# Operating Systems > Windows XP start up without user name or password!

## Lokesh M

you can start up without needing to enter a user name or password. Select run... From the start menu and type 'control userpasswords2', which will open the user accounts application. On the users tab, clear the box for users must enter a user name and password to use this computer, and click on ok. An automatically log on dialog box will appear; enter the user name and password for the account you want to use.

----------


## nikhil_rattan

NOt working at all.


Regards

Nikhil Rattan

----------


## anushya

Hi,

Myself also tried. While switchoff user, it is asking the password for the existing usernames. How this should be done?

----------


## anushya

Hi,

From Lokesh explanation, I understood like this: If the check mark is removed from the option "users must enter a user name and password", and applying, while switchoff user, this will login directly without asking the username and password. 
I did the same, while giving Ok, the login page is opened,..i gave the username and password,..login page closed,...no action then. So logoff and switchoff user,...now, it asked for the password for the existing username.
This was wht i have done.

----------


## sharifhere

it works for me.. i deleted all existing accounts and restarted!

----------


## anushya

Oops!!,...I thought logoff and switch user is enough.

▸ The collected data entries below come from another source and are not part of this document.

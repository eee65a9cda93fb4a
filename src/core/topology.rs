//! Declarative desired topology.
//!
//! A desired topology lists the clusters that should exist together with
//! their brokers and topics. It is read-only input to reconciliation and can
//! be loaded from TOML or JSON:
//!
//! ```toml
//! provider = "AwsMsk"
//!
//! [[clusters]]
//! name = "prod"
//! brokers = [1, 2, 3]
//! topics = ["orders", "payments"]
//! ```

use crate::core::error::TopologyError;
use crate::core::types::{CompositeKey, EntityAttributes, EntityType};

use serde::{Deserialize, Serialize};
use std::collections::HashSet;
use std::path::Path;

/// The target shape of the infrastructure.
#[derive(Debug, Clone, PartialEq, Serialize, Deserialize)]
pub struct DesiredTopology {
    /// Provider every desired entity belongs to.
    pub provider: String,
    /// Desired clusters.
    #[serde(default)]
    pub clusters: Vec<DesiredCluster>,
}

/// One desired cluster with its brokers and topics.
#[derive(Debug, Clone, PartialEq, Serialize, Deserialize)]
pub struct DesiredCluster {
    /// Cluster name.
    pub name: String,
    /// Broker ids.
    #[serde(default)]
    pub brokers: Vec<u32>,
    /// Topic names.
    #[serde(default)]
    pub topics: Vec<String>,
}

/// A single entity the topology asks for.
#[derive(Debug, Clone, PartialEq)]
pub struct DesiredEntity {
    /// Key of the desired entity.
    pub key: CompositeKey,
    /// Identifying attributes used when it has to be synthesized.
    pub attributes: EntityAttributes,
}

impl DesiredEntity {
    fn new(key: CompositeKey) -> Self {
        Self {
            attributes: EntityAttributes::for_key(key.clone()),
            key,
        }
    }

    /// Returns the entity type.
    pub fn entity_type(&self) -> EntityType {
        self.key.entity_type
    }
}

impl DesiredTopology {
    /// Creates an empty topology for the given provider.
    pub fn new(provider: impl Into<String>) -> Self {
        Self {
            provider: provider.into(),
            clusters: Vec::new(),
        }
    }

    /// Adds a cluster.
    pub fn with_cluster(mut self, cluster: DesiredCluster) -> Self {
        self.clusters.push(cluster);
        self
    }

    /// Parses a TOML document.
    pub fn from_toml_str(document: &str) -> Result<Self, TopologyError> {
        let topology: Self = toml::from_str(document)?;
        topology.validate()?;
        Ok(topology)
    }

    /// Parses a JSON document.
    pub fn from_json_str(document: &str) -> Result<Self, TopologyError> {
        let topology: Self = serde_json::from_str(document)?;
        topology.validate()?;
        Ok(topology)
    }

    /// Loads a topology file, choosing the format from the extension.
    pub fn load(path: impl AsRef<Path>) -> Result<Self, TopologyError> {
        let path = path.as_ref();
        let document = std::fs::read_to_string(path)?;
        match path.extension().and_then(|ext| ext.to_str()) {
            Some("json") => Self::from_json_str(&document),
            _ => Self::from_toml_str(&document),
        }
    }

    /// Checks that names are present and unique.
    pub fn validate(&self) -> Result<(), TopologyError> {
        if self.provider.trim().is_empty() {
            return Err(TopologyError::Invalid {
                reason: "provider must not be empty".to_string(),
            });
        }

        let mut seen = HashSet::new();
        for cluster in &self.clusters {
            if cluster.name.trim().is_empty() {
                return Err(TopologyError::Invalid {
                    reason: "cluster name must not be empty".to_string(),
                });
            }
            if !seen.insert(cluster.name.as_str()) {
                return Err(TopologyError::Invalid {
                    reason: format!("cluster '{}' is declared twice", cluster.name),
                });
            }
            if cluster.topics.iter().any(|t| t.trim().is_empty()) {
                return Err(TopologyError::Invalid {
                    reason: format!("cluster '{}' has an empty topic name", cluster.name),
                });
            }
        }
        Ok(())
    }

    /// Enumerates every desired entity: each cluster, then its brokers and topics.
    ///
    /// Repeated broker ids or topic names inside a cluster are listed once.
    pub fn entities(&self) -> Vec<DesiredEntity> {
        let mut seen = HashSet::new();
        let mut entities = Vec::new();

        for cluster in &self.clusters {
            let keys = std::iter::once(CompositeKey::cluster(&self.provider, &cluster.name))
                .chain(
                    cluster
                        .brokers
                        .iter()
                        .map(|id| CompositeKey::broker(&self.provider, &cluster.name, *id)),
                )
                .chain(
                    cluster
                        .topics
                        .iter()
                        .map(|t| CompositeKey::topic(&self.provider, &cluster.name, t)),
                );

            for key in keys {
                if seen.insert(key.clone()) {
                    entities.push(DesiredEntity::new(key));
                }
            }
        }

        entities
    }

    /// Returns the number of desired entities.
    pub fn len(&self) -> usize {
        self.entities().len()
    }

    /// Returns `true` if the topology asks for nothing.
    pub fn is_empty(&self) -> bool {
        self.clusters.is_empty()
    }
}

impl DesiredCluster {
    /// Creates a cluster with no brokers or topics.
    pub fn new(name: impl Into<String>) -> Self {
        Self {
            name: name.into(),
            brokers: Vec::new(),
            topics: Vec::new(),
        }
    }

    /// Sets the broker ids.
    pub fn with_brokers(mut self, brokers: impl IntoIterator<Item = u32>) -> Self {
        self.brokers = brokers.into_iter().collect();
        self
    }

    /// Sets the topic names.
    pub fn with_topics<S: Into<String>>(mut self, topics: impl IntoIterator<Item = S>) -> Self {
        self.topics = topics.into_iter().map(Into::into).collect();
        self
    }
}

So, restarting will work. right? fine.

----------


## vmshenoy

hi anushya

 it should work anushya! I have been using XP  like this(without passwords)ever since i have  installed it!.

Is it working anushya?


bye
 :Big Grin:

----------


## kalayama

How did you install your windows?
Well, it will work for sure Anushya. I had tried that long back, it worked. But I never wanted anyone else use my PC as admins. Hence I never use this option  :Big Grin:  

Cheers!
Kalayama

----------


## nikhil_rattan

Hi Kalayama, 

Can u explain the steps . Which you have taken on that time to execute this .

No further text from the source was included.